On the other hand, if you make your software run twice as fast as it really needs to, then two such programs can run concurrently on a machine and still run fast enough. Likewise, if your program runs four times faster than it really needs to, four (or more) such programs could run concurrently.

Of course, a typical developer might claim that multiprocessor systems will solve this problem. Want to run more programs? No sweat, just add more processors. There are two problems with this theory. First, you have the future technology problem mentioned above. As users purchase machines that have multiple processors, they will also be purchasing software that winds up using all the power of those multiple processors. Second, there is a limit to the number of processors you can add to a typical system and expect performance to improve.

Of course, one cannot generalize this argument to every piece of software in existence. Some programs, for example, do have all the resources of the underlying system (an embedded system, for example). Nevertheless, for commercial applications one would expect to buy for a personal computer system, it shouldn't be the task of the software developer to determine how to waste CPU cycles, that should be the user's.

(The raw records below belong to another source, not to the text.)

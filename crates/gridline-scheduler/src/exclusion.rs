//! Exclusion rules with partial-field wildcard matching.

use gridline_core::Result;
use gridline_core::axis::{AxisSet, ExclusionRule};
use gridline_core::config::RawExclusion;

/// A compiled list of exclusion rules for one axis set.
#[derive(Debug, Clone, Default)]
pub struct ExclusionEngine {
    rules: Vec<ExclusionRule>,
}

impl ExclusionEngine {
    /// Compile raw rules against `axes`. Any invalid rule (empty, unknown axis,
    /// undeclared value) rejects the whole list.
    pub fn compile(axes: &AxisSet, raw: &[RawExclusion]) -> Result<Self> {
        let rules = raw
            .iter()
            .map(|r| ExclusionRule::compile(axes, r))
            .collect::<Result<Vec<_>>>()?;
        Ok(Self { rules })
    }

    /// An engine that excludes nothing.
    pub fn empty() -> Self {
        Self::default()
    }

    /// Index of the first rule matching `candidate`, if any.
    pub fn matching_rule(&self, candidate: &[usize]) -> Option<usize> {
        self.rules.iter().position(|r| r.matches(candidate))
    }

    /// A candidate is dropped iff at least one rule matches it.
    pub fn excludes(&self, candidate: &[usize]) -> bool {
        self.matching_rule(candidate).is_some()
    }

    pub fn len(&self) -> usize {
        self.rules.len()
    }

    pub fn is_empty(&self) -> bool {
        self.rules.is_empty()
    }
}
//! Private, writable copies of the shared test-data tree.

use gridline_core::{Error, Result};
use std::fs;
use std::path::{Path, PathBuf};
use tempfile::TempDir;
use tracing::{debug, info};
use walkdir::WalkDir;

/// A staged copy of the asset tree. The copy is removed when dropped, so
/// cleanup happens on every exit path including cancellation.
#[derive(Debug)]
pub struct StagedAssets {
    dir: TempDir,
    files: usize,
}

impl StagedAssets {
    /// Copy `source` (if any) into a fresh temporary directory.
    ///
    /// The source tree is only ever read. Copied files are made writable so
    /// tests may mutate them freely.
    pub fn stage(source: Option<&Path>) -> Result<Self> {
        let dir = tempfile::Builder::new()
            .prefix("gridline-assets-")
            .tempdir()
            .map_err(|e| Error::Internal(format!("Failed to create staging dir: {}", e)))?;

        let mut files = 0;
        if let Some(source) = source {
            if !source.is_dir() {
                return Err(Error::Internal(format!(
                    "Asset directory {} does not exist",
                    source.display()
                )));
            }

            for entry in WalkDir::new(source).follow_links(true) {
                let entry = entry.map_err(|e| {
                    Error::Internal(format!("Failed to walk {}: {}", source.display(), e))
                })?;
                let relative = entry
                    .path()
                    .strip_prefix(source)
                    .map_err(|e| Error::Internal(e.to_string()))?;
                let target = dir.path().join(relative);

                if entry.file_type().is_dir() {
                    fs::create_dir_all(&target)?;
                } else {
                    fs::copy(entry.path(), &target)?;
                    make_writable(&target)?;
                    files += 1;
                }
            }
        }

        info!(
            source = ?source.map(|s| s.display().to_string()),
            staged = %dir.path().display(),
            files,
            "Assets staged"
        );

        Ok(Self { dir, files })
    }

    pub fn path(&self) -> &Path {
        self.dir.path()
    }

    pub fn files(&self) -> usize {
        self.files
    }

    /// Location for per-run outputs (reports, coverage) inside the copy.
    pub fn output_dir(&self) -> Result<PathBuf> {
        let out = self.dir.path().join(".gridline");
        fs::create_dir_all(&out)?;
        Ok(out)
    }
}

impl Drop for StagedAssets {
    fn drop(&mut self) {
        debug!(staged = %self.dir.path().display(), "Removing staged assets");
    }
}

fn make_writable(path: &Path) -> Result<()> {
    let mut permissions = fs::metadata(path)?.permissions();
    if permissions.readonly() {
        #[allow(clippy::permissions_set_readonly_false)]
        permissions.set_readonly(false);
        fs::set_permissions(path, permissions)?;
    }
    Ok(())
}
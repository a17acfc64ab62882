//! Dependency requirements and two-phase (pin-then-resolve) resolution.
//!
//! Requirements are written in the library's packaging syntax
//! (`pyarrow>=1.0,<1.1`, `duckdb==0.6.0`, `sqlalchemy~=1.4`) and normalized
//! onto `semver` requirements. Resolution always locks pinned packages first;
//! the free pass that follows never revisits a locked package, so a pin can
//! never be widened by a later upgrade.

use crate::{Error, Result};
use semver::{Version, VersionReq};
use serde::{Deserialize, Serialize};
use std::collections::BTreeMap;
use std::fmt;
use tracing::debug;

/// A parsed version constraint, keeping the text it was written as.
#[derive(Debug, Clone)]
pub struct VersionConstraint {
    raw: String,
    req: VersionReq,
}

impl VersionConstraint {
    pub fn parse(raw: &str) -> Result<Self> {
        let raw = raw.trim();
        let normalized = normalize_constraint(raw)?;
        let req = VersionReq::parse(&normalized).map_err(|e| {
            Error::Configuration(format!("Invalid version constraint '{}': {}", raw, e))
        })?;
        Ok(Self {
            raw: raw.to_string(),
            req,
        })
    }

    /// A constraint accepting any version.
    pub fn any() -> Self {
        Self {
            raw: String::new(),
            req: VersionReq::STAR,
        }
    }

    pub fn matches(&self, version: &Version) -> bool {
        self.req.matches(version)
    }

    pub fn as_str(&self) -> &str {
        &self.raw
    }
}

impl PartialEq for VersionConstraint {
    fn eq(&self, other: &Self) -> bool {
        self.req == other.req
    }
}

impl Eq for VersionConstraint {}

impl fmt::Display for VersionConstraint {
    fn fmt(&self, f: &mut fmt::Formatter<'_>) -> fmt::Result {
        f.write_str(&self.raw)
    }
}

/// Parse a version, padding partial versions (`1.5` becomes `1.5.0`).
pub fn parse_version(raw: &str) -> Result<Version> {
    let raw = raw.trim();
    let padded = pad_version(raw);
    Version::parse(&padded)
        .map_err(|e| Error::Configuration(format!("Invalid version '{}': {}", raw, e)))
}

fn pad_version(raw: &str) -> String {
    match raw.split('.').count() {
        1 => format!("{}.0.0", raw),
        2 => format!("{}.0", raw),
        _ => raw.to_string(),
    }
}

fn normalize_constraint(raw: &str) -> Result<String> {
    if raw.is_empty() || raw == "*" {
        return Ok("*".to_string());
    }

    let mut parts = Vec::new();
    for clause in raw.split(',').map(str::trim).filter(|c| !c.is_empty()) {
        if clause.starts_with("!=") {
            return Err(Error::Configuration(format!(
                "Exclusion constraints are not supported: '{}'",
                clause
            )));
        }
        if let Some(version) = clause.strip_prefix("~=") {
            // Compatible release: drop the last component for the upper bound.
            let version = version.trim();
            let components: Vec<&str> = version.split('.').collect();
            if components.len() < 2 {
                return Err(Error::Configuration(format!(
                    "Compatible release needs at least two components: '{}'",
                    clause
                )));
            }
            let prefix = &components[..components.len() - 1];
            let mut upper: Vec<u64> = prefix
                .iter()
                .map(|c| c.parse::<u64>())
                .collect::<std::result::Result<_, _>>()
                .map_err(|_| {
                    Error::Configuration(format!("Invalid compatible release: '{}'", clause))
                })?;
            if let Some(last) = upper.last_mut() {
                *last += 1;
            }
            let upper = upper
                .iter()
                .map(u64::to_string)
                .collect::<Vec<_>>()
                .join(".");
            parts.push(format!(">={}", pad_version(version)));
            parts.push(format!("<{}", pad_version(&upper)));
        } else if let Some(version) = clause.strip_prefix("==") {
            parts.push(format!("={}", pad_version(version.trim())));
        } else if clause.starts_with(['<', '>', '=', '^', '~']) {
            // Partial versions mean the padded release, not a semver range.
            let split = clause
                .find(|c: char| !matches!(c, '<' | '>' | '=' | '^' | '~'))
                .unwrap_or(clause.len());
            let (op, version) = clause.split_at(split);
            let version = version.trim();
            if version.is_empty() {
                return Err(Error::Configuration(format!(
                    "Constraint has no version: '{}'",
                    clause
                )));
            }
            parts.push(format!("{}{}", op, pad_version(version)));
        } else {
            parts.push(format!("={}", pad_version(clause)));
        }
    }

    Ok(parts.join(", "))
}

/// A named dependency with a version constraint: `name<constraint>`.
#[derive(Debug, Clone, PartialEq, Eq, Serialize, Deserialize)]
#[serde(try_from = "String", into = "String")]
pub struct Requirement {
    pub name: String,
    pub constraint: VersionConstraint,
}

impl Requirement {
    pub fn new(name: impl Into<String>, constraint: VersionConstraint) -> Self {
        Self {
            name: name.into(),
            constraint,
        }
    }

    pub fn parse(spec: &str) -> Result<Self> {
        let spec = spec.trim();
        let split = spec
            .find(|c: char| matches!(c, '<' | '>' | '=' | '!' | '~' | '^' | ' '))
            .unwrap_or(spec.len());
        let name = spec[..split].trim();
        if name.is_empty() {
            return Err(Error::Configuration(format!(
                "Requirement has no package name: '{}'",
                spec
            )));
        }
        Ok(Self {
            name: name.to_string(),
            constraint: VersionConstraint::parse(&spec[split..])?,
        })
    }
}

impl fmt::Display for Requirement {
    fn fmt(&self, f: &mut fmt::Formatter<'_>) -> fmt::Result {
        write!(f, "{}{}", self.name, self.constraint)
    }
}

impl TryFrom<String> for Requirement {
    type Error = Error;

    fn try_from(value: String) -> Result<Self> {
        Self::parse(&value)
    }
}

impl From<Requirement> for String {
    fn from(req: Requirement) -> Self {
        req.to_string()
    }
}

/// Versions available for each package.
#[derive(Debug, Clone, Default, PartialEq, Eq, Serialize, Deserialize)]
#[serde(try_from = "BTreeMap<String, Vec<String>>", into = "BTreeMap<String, Vec<String>>")]
pub struct PackageIndex {
    packages: BTreeMap<String, Vec<Version>>,
}

impl PackageIndex {
    pub fn new() -> Self {
        Self::default()
    }

    /// Register a version of a package.
    pub fn insert(&mut self, name: impl Into<String>, version: Version) {
        let versions = self.packages.entry(name.into()).or_default();
        if let Err(pos) = versions.binary_search(&version) {
            versions.insert(pos, version);
        }
    }

    pub fn with_versions(mut self, name: &str, versions: &[&str]) -> Result<Self> {
        for v in versions {
            self.insert(name, parse_version(v)?);
        }
        Ok(self)
    }

    /// Versions of a package, ascending.
    pub fn versions(&self, name: &str) -> Option<&[Version]> {
        self.packages.get(name).map(Vec::as_slice)
    }

    pub fn contains(&self, name: &str) -> bool {
        self.packages.contains_key(name)
    }

    pub fn is_empty(&self) -> bool {
        self.packages.is_empty()
    }
}

impl TryFrom<BTreeMap<String, Vec<String>>> for PackageIndex {
    type Error = Error;

    fn try_from(raw: BTreeMap<String, Vec<String>>) -> Result<Self> {
        let mut index = PackageIndex::new();
        for (name, versions) in raw {
            for v in versions {
                index.insert(name.clone(), parse_version(&v)?);
            }
        }
        Ok(index)
    }
}

impl From<PackageIndex> for BTreeMap<String, Vec<String>> {
    fn from(index: PackageIndex) -> Self {
        index
            .packages
            .into_iter()
            .map(|(k, v)| (k, v.iter().map(Version::to_string).collect()))
            .collect()
    }
}

/// A package locked to a single version.
#[derive(Debug, Clone, PartialEq, Eq, Serialize, Deserialize)]
pub struct ResolvedPackage {
    pub name: String,
    pub version: Version,
    /// Locked during the pin phase.
    pub pinned: bool,
}

/// The outcome of resolution: one version per package.
#[derive(Debug, Clone, Default, PartialEq, Eq, Serialize, Deserialize)]
pub struct Resolution {
    pub packages: BTreeMap<String, ResolvedPackage>,
}

impl Resolution {
    pub fn version(&self, name: &str) -> Option<&Version> {
        self.packages.get(name).map(|p| &p.version)
    }

    pub fn is_empty(&self) -> bool {
        self.packages.is_empty()
    }

    pub fn len(&self) -> usize {
        self.packages.len()
    }

    /// Exact requirement lines (`name==version`), sorted by name.
    pub fn to_lines(&self) -> Vec<String> {
        self.packages
            .values()
            .map(|p| format!("{}=={}", p.name, p.version))
            .collect()
    }
}

/// Resolver over a [`PackageIndex`].
pub struct Resolver<'a> {
    index: &'a PackageIndex,
}

impl<'a> Resolver<'a> {
    pub fn new(index: &'a PackageIndex) -> Self {
        Self { index }
    }

    /// Resolve `requirements`, locking every package named in `pins` first.
    ///
    /// A pinned package takes the highest version satisfying its pins and
    /// every base requirement on it. The remaining packages are then resolved
    /// freely to their highest satisfying version; locked packages are never
    /// re-resolved.
    pub fn resolve(&self, requirements: &[Requirement], pins: &[Requirement]) -> Result<Resolution> {
        let mut resolution = Resolution::default();

        // Phase 1: lock pins.
        for name in ordered_names(pins) {
            let constraints: Vec<&VersionConstraint> = pins
                .iter()
                .chain(requirements.iter())
                .filter(|r| r.name == name)
                .map(|r| &r.constraint)
                .collect();
            let version = self.select(&name, &constraints)?;
            debug!(package = %name, version = %version, "Pinned dependency locked");
            resolution.packages.insert(
                name.clone(),
                ResolvedPackage {
                    name,
                    version,
                    pinned: true,
                },
            );
        }

        // Phase 2: resolve everything else around the locked set.
        for name in ordered_names(requirements) {
            if resolution.packages.contains_key(&name) {
                continue;
            }
            let constraints: Vec<&VersionConstraint> = requirements
                .iter()
                .filter(|r| r.name == name)
                .map(|r| &r.constraint)
                .collect();
            let version = self.select(&name, &constraints)?;
            debug!(package = %name, version = %version, "Dependency resolved");
            resolution.packages.insert(
                name.clone(),
                ResolvedPackage {
                    name,
                    version,
                    pinned: false,
                },
            );
        }

        Ok(resolution)
    }

    /// Requirement lines to hand to an installer.
    ///
    /// With an empty index nothing can be resolved locally: pins replace the
    /// requirements on the same package and the installer resolves the rest.
    pub fn requirement_lines(
        &self,
        requirements: &[Requirement],
        pins: &[Requirement],
    ) -> Result<Vec<String>> {
        if !self.index.is_empty() {
            return Ok(self.resolve(requirements, pins)?.to_lines());
        }
        let mut lines: Vec<String> = requirements
            .iter()
            .filter(|r| !pins.iter().any(|p| p.name == r.name))
            .map(Requirement::to_string)
            .collect();
        lines.extend(pins.iter().map(Requirement::to_string));
        lines.dedup();
        Ok(lines)
    }

    fn select(&self, name: &str, constraints: &[&VersionConstraint]) -> Result<Version> {
        let versions = self.index.versions(name).ok_or_else(|| Error::Unsatisfiable {
            package: name.to_string(),
            reason: "not present in package index".to_string(),
        })?;

        versions
            .iter()
            .rev()
            .find(|v| constraints.iter().all(|c| c.matches(v)))
            .cloned()
            .ok_or_else(|| Error::Unsatisfiable {
                package: name.to_string(),
                reason: format!(
                    "no version satisfies [{}]",
                    constraints
                        .iter()
                        .map(|c| c.to_string())
                        .collect::<Vec<_>>()
                        .join("; ")
                ),
            })
    }
}

fn ordered_names(requirements: &[Requirement]) -> Vec<String> {
    let mut names: Vec<String> = Vec::new();
    for r in requirements {
        if !names.contains(&r.name) {
            names.push(r.name.clone());
        }
    }
    names
}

[1] It has not necessarily exceeded the cost of using the software. See the essay on economic concerns for more details.

[2] Throughput is actually the inverse of this -- the number of tasks completed in a given time interval. This essay will ignore this difference since both view describe the same thing.

[3] I will ignore the amount of time the program spends waiting for user input in this discussion. If the user gets up and takes a coffee break in the middle of using a program, that shouldn't logically affect the throughput at all. Throughput describes what the program is capable of, not what actually happens.